ABOUT THIS EXERCISE: Each line below is to be set down again exactly.

Saved entries:
****************************************
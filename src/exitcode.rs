//! Exit codes reserved by the launcher
//!
//! Unit-derived status codes are shifted past `RESERVED_MAX` before they
//! reach the operating system, so the two ranges never overlap.

/// Successful termination
pub const OK: i32 = 0;

/// Internal error: unhandled failure, missing main unit, unmapped unit error
pub const INTERNAL_ERROR: i32 = 1;

/// Malformed command line
pub const PARSE_FAILURE: i32 = 2;

/// Run intentionally skipped (help, version, ...)
pub const RUN_SKIPPED: i32 = 3;

/// Largest code reserved by the launcher
pub const RESERVED_MAX: i32 = RUN_SKIPPED;

/// Largest exit status a POSIX parent can observe (low 8 bits).
pub const EXIT_STATUS_MAX: i32 = 255;

/// Shift a positive unit status code past the reserved range.
///
/// Returns `INTERNAL_ERROR` if the shifted code exceeds [`EXIT_STATUS_MAX`];
/// it would otherwise wrap into `OK` or a reserved code.
pub fn from_unit_status(code: u32) -> i32 {
    if code == 0 {
        return OK;
    }
    i32::try_from(code)
        .ok()
        .and_then(|c| c.checked_add(RESERVED_MAX))
        .filter(|&shifted| shifted <= EXIT_STATUS_MAX)
        .unwrap_or(INTERNAL_ERROR)
}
****************************************
OUTPUT:
filename src/exitcode.rs
//! Exit codes reserved by the launcher
//!
//! Unit-derived status codes are shifted past `RESERVED_MAX` before they
//! reach the operating system, so the two ranges never overlap.

/// Successful termination
pub const OK: i32 = 0;

/// Internal error: unhandled failure, missing main unit, unmapped unit error
pub const INTERNAL_ERROR: i32 = 1;

/// Malformed command line
pub const PARSE_FAILURE: i32 = 2;

/// Run intentionally skipped (help, version, ...)
pub const RUN_SKIPPED: i32 = 3;

/// Largest code reserved by the launcher
pub const RESERVED_MAX: i32 = RUN_SKIPPED;

/// Largest exit status a POSIX parent can observe (low 8 bits).
pub const EXIT_STATUS_MAX: i32 = 255;

/// Shift a positive unit status code past the reserved range.
///
/// Returns `INTERNAL_ERROR` if the shifted code exceeds [`EXIT_STATUS_MAX`];
/// it would otherwise wrap into `OK` or a reserved code.
pub fn from_unit_status(code: u32) -> i32 {
    if code == 0 {
        return OK;
    }
    i32::try_from(code)
        .ok()
        .and_then(|c| c.checked_add(RESERVED_MAX))
        .filter(|&shifted| shifted <= EXIT_STATUS_MAX)
        .unwrap_or(INTERNAL_ERROR)
}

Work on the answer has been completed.